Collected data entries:

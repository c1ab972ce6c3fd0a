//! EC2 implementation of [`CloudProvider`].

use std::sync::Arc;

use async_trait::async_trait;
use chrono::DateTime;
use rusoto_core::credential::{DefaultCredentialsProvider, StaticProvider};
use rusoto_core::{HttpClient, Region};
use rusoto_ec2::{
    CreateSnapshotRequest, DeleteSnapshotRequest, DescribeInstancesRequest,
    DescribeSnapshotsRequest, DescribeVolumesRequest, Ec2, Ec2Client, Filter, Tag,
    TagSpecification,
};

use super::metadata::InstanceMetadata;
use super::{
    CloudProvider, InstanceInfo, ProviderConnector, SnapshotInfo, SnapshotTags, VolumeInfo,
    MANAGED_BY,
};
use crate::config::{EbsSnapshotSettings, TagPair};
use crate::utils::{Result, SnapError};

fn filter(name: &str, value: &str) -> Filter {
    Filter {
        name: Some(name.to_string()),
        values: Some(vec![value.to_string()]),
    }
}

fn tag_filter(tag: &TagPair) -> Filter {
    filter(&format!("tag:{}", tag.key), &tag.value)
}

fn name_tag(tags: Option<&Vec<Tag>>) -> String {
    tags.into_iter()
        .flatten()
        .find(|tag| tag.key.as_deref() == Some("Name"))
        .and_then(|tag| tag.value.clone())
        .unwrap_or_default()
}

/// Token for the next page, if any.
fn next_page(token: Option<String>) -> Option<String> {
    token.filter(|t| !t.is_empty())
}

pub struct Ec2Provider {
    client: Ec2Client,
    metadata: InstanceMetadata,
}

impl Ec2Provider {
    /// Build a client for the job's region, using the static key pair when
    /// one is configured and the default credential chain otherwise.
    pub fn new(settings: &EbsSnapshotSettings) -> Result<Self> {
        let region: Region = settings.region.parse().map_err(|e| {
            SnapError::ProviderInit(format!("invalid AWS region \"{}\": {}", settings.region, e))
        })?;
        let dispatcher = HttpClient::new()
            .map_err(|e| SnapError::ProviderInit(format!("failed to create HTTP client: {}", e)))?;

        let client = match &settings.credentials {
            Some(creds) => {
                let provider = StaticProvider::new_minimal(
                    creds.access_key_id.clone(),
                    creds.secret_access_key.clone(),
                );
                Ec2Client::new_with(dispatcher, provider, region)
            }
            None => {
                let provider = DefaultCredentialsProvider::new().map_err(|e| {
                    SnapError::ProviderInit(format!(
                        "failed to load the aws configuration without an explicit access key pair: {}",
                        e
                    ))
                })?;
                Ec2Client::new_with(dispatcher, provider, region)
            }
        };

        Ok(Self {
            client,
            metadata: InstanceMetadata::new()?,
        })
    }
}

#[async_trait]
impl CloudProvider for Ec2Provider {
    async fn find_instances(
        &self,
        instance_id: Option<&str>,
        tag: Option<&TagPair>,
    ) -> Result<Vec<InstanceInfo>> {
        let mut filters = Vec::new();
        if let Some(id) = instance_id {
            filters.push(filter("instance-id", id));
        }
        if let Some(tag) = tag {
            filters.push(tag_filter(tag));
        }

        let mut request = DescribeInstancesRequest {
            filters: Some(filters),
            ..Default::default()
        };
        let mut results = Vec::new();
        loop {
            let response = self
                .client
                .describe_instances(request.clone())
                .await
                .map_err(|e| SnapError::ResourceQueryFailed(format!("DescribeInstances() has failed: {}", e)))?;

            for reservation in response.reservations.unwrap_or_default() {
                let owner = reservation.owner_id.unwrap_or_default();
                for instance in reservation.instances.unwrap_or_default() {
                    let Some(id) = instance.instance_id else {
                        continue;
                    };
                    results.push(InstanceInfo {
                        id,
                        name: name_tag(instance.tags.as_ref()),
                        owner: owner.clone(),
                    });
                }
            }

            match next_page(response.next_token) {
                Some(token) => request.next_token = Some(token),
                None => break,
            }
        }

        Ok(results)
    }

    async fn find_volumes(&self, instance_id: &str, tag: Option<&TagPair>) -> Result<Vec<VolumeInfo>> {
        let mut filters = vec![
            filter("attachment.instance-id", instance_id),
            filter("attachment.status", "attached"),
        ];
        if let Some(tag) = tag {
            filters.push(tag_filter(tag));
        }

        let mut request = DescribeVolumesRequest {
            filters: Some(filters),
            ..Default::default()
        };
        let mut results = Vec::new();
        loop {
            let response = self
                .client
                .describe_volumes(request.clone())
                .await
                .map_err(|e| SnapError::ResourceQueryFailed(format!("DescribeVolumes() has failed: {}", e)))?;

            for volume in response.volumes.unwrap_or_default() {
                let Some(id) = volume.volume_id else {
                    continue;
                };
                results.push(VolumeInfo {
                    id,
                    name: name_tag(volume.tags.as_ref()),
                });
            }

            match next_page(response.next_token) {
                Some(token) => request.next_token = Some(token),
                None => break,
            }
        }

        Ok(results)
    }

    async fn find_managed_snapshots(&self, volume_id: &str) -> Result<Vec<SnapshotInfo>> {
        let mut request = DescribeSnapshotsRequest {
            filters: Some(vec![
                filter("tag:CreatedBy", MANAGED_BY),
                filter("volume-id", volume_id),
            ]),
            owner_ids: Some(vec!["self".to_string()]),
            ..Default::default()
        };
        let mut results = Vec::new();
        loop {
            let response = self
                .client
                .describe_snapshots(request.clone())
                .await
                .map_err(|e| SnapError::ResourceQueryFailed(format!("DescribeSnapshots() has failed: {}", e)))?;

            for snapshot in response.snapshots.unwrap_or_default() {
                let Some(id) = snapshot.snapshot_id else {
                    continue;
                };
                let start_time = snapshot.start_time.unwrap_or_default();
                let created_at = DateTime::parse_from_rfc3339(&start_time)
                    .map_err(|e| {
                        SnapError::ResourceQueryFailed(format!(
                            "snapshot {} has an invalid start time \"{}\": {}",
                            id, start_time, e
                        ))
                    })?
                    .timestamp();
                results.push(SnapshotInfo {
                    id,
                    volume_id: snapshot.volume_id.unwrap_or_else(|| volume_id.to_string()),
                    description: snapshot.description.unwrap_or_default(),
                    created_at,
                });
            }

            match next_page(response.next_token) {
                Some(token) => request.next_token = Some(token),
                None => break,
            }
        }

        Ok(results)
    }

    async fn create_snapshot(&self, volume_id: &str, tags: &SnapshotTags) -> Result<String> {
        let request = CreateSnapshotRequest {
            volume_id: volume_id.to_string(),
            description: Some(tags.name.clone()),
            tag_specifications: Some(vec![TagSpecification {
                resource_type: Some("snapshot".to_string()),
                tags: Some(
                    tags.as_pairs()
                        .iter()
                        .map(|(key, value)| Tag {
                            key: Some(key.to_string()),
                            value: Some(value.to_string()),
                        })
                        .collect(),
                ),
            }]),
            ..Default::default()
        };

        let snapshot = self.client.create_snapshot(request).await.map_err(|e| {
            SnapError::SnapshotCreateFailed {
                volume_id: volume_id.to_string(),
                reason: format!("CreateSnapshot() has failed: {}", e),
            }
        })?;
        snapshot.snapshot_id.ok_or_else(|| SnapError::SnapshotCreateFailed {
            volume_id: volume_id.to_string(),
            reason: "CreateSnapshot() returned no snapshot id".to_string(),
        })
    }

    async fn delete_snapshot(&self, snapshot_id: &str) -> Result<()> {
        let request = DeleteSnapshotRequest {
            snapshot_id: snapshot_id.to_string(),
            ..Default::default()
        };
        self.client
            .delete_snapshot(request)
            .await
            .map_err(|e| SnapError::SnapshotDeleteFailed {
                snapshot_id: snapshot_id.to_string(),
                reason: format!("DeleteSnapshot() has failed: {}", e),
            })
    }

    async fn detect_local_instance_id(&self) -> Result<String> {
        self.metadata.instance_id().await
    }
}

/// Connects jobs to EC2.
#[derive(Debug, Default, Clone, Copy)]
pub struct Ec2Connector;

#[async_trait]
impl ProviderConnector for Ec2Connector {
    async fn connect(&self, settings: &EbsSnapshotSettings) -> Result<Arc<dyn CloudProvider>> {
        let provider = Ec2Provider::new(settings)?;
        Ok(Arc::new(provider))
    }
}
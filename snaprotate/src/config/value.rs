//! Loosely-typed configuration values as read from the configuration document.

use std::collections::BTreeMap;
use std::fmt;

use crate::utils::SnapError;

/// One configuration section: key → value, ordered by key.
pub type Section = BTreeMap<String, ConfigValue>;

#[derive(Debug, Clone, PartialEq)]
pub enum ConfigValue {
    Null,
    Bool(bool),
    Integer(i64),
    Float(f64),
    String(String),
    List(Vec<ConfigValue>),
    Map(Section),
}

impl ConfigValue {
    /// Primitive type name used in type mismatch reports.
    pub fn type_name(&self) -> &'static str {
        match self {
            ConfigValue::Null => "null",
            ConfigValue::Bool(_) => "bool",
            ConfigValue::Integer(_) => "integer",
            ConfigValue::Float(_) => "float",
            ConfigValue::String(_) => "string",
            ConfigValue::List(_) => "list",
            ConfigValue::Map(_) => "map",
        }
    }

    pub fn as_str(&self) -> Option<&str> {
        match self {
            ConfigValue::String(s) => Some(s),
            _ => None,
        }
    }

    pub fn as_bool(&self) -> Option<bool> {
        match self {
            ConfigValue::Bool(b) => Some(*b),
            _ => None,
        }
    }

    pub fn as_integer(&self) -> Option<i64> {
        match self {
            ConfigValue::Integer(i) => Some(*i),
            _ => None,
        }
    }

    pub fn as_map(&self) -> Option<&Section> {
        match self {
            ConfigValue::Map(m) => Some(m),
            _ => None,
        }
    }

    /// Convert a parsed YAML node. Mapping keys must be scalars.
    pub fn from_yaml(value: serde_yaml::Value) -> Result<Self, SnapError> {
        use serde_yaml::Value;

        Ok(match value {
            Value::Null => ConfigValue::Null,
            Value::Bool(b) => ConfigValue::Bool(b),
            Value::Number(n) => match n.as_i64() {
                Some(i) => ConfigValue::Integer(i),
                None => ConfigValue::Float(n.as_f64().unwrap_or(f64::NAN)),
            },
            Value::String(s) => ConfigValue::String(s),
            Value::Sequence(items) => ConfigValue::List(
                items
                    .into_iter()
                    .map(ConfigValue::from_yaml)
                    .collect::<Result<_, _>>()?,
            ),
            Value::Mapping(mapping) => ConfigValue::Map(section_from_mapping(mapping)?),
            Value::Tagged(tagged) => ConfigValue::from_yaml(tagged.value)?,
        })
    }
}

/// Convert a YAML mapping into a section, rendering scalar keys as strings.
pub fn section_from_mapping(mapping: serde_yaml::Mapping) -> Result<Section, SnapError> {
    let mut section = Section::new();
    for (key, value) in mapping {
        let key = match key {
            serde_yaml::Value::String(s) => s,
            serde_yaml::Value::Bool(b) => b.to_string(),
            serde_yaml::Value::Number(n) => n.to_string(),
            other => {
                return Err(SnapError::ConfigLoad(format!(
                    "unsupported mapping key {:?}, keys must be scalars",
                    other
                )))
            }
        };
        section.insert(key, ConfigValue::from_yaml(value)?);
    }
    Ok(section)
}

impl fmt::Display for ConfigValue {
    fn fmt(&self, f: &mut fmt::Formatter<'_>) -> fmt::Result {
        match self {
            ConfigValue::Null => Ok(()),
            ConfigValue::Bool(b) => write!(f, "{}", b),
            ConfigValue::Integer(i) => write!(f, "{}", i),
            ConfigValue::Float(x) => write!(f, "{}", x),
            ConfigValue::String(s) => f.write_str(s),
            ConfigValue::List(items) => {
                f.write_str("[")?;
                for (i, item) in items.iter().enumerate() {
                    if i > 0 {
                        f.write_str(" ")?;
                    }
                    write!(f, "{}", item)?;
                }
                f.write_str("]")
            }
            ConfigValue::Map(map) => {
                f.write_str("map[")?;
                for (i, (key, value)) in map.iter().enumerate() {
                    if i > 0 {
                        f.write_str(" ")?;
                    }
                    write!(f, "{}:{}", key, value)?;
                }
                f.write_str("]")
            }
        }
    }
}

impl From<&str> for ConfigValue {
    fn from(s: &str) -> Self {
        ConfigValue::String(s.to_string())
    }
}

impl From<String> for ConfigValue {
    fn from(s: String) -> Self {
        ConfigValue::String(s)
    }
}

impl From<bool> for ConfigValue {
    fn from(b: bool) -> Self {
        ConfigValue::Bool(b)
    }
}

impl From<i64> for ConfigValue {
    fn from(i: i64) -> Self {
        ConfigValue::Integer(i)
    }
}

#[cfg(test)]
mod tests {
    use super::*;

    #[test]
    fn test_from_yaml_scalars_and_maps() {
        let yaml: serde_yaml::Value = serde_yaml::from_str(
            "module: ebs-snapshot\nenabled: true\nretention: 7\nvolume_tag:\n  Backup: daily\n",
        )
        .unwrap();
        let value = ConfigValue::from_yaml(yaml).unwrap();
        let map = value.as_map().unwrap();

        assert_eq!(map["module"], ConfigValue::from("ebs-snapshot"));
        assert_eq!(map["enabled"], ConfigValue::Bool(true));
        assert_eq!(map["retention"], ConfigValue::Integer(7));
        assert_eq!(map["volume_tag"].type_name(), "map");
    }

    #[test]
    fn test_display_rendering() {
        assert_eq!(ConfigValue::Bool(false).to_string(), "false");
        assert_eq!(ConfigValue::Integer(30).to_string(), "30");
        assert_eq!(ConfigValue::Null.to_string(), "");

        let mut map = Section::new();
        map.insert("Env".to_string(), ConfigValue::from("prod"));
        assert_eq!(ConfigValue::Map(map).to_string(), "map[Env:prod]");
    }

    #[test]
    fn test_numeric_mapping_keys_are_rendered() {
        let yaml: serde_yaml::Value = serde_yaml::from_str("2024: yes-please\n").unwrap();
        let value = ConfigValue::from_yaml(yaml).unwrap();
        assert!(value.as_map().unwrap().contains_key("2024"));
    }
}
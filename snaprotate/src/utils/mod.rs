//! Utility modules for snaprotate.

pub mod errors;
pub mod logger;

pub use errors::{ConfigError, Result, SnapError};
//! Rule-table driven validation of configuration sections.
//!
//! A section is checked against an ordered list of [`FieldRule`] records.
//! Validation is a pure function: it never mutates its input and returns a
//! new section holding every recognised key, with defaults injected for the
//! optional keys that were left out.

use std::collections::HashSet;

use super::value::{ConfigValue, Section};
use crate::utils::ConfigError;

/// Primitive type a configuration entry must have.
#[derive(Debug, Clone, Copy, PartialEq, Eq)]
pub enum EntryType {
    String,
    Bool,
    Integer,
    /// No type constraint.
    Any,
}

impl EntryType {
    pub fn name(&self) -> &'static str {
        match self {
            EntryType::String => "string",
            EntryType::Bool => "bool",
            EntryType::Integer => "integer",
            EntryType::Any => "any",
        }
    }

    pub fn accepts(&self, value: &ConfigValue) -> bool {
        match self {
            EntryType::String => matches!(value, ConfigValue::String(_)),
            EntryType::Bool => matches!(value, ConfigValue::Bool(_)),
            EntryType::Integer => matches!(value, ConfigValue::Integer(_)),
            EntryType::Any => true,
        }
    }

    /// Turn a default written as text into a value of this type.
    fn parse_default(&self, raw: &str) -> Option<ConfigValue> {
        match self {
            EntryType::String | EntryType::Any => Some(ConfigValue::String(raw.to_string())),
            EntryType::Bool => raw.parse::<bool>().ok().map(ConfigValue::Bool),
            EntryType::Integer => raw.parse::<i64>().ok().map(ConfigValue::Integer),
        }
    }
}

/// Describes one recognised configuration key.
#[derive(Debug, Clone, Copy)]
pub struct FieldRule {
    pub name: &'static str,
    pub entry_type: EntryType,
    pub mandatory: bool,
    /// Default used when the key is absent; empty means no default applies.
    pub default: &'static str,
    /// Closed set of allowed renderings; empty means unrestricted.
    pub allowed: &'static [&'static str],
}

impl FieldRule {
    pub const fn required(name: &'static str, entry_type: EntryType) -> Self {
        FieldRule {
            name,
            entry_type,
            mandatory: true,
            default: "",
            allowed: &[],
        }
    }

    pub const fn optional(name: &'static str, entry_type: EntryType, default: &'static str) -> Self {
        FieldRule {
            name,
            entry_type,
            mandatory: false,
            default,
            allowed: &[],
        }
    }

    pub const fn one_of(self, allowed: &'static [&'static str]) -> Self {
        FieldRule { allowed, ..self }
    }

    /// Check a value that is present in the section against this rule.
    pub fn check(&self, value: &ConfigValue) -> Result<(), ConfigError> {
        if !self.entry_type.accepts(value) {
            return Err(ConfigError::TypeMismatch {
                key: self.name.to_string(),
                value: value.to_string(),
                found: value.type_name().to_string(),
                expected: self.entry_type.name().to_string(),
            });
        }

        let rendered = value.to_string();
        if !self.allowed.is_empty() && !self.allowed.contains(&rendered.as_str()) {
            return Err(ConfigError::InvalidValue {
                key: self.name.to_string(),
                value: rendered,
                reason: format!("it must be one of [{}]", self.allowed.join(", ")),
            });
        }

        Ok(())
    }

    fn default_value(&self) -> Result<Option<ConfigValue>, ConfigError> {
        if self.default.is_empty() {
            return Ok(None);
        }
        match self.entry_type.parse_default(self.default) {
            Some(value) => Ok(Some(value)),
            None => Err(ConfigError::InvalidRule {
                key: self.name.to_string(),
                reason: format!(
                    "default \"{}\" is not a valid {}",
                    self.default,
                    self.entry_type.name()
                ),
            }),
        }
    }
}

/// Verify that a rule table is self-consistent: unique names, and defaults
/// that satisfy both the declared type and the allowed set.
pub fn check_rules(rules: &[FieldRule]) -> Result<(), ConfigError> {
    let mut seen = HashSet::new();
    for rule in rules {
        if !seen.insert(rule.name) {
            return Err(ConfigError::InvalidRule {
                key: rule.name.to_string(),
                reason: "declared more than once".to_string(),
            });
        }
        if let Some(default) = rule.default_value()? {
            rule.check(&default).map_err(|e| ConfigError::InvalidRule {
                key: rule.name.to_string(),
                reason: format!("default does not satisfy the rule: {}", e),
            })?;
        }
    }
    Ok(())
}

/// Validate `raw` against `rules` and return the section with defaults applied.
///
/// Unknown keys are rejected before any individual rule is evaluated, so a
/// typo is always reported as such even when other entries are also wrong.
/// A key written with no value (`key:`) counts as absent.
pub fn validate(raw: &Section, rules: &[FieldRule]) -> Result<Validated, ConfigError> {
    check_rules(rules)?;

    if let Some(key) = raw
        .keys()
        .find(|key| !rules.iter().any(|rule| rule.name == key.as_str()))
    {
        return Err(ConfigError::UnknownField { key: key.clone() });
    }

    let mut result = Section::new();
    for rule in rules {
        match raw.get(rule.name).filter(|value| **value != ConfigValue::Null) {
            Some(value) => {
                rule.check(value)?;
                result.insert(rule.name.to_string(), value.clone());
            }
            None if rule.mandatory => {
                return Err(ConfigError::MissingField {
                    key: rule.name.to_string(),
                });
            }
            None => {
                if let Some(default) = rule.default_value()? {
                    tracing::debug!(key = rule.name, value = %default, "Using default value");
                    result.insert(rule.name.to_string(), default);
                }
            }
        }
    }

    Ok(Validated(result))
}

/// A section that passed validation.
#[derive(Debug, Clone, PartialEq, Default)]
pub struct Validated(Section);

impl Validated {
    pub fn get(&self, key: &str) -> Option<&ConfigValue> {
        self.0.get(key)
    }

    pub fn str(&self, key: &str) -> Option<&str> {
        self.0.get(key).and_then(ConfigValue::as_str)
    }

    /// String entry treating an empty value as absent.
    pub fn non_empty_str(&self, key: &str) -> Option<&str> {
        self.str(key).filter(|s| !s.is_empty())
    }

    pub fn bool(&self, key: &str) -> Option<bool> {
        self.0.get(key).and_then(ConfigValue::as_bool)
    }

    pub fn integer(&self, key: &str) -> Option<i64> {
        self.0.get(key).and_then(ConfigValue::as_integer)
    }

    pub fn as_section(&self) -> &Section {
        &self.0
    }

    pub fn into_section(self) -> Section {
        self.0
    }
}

**EXERCISE**
Search the records line by line for the word "errors" and copy every line where it appears.

**OUTPUT**
pub mod errors;
pub use errors::{ConfigError, Result, SnapError};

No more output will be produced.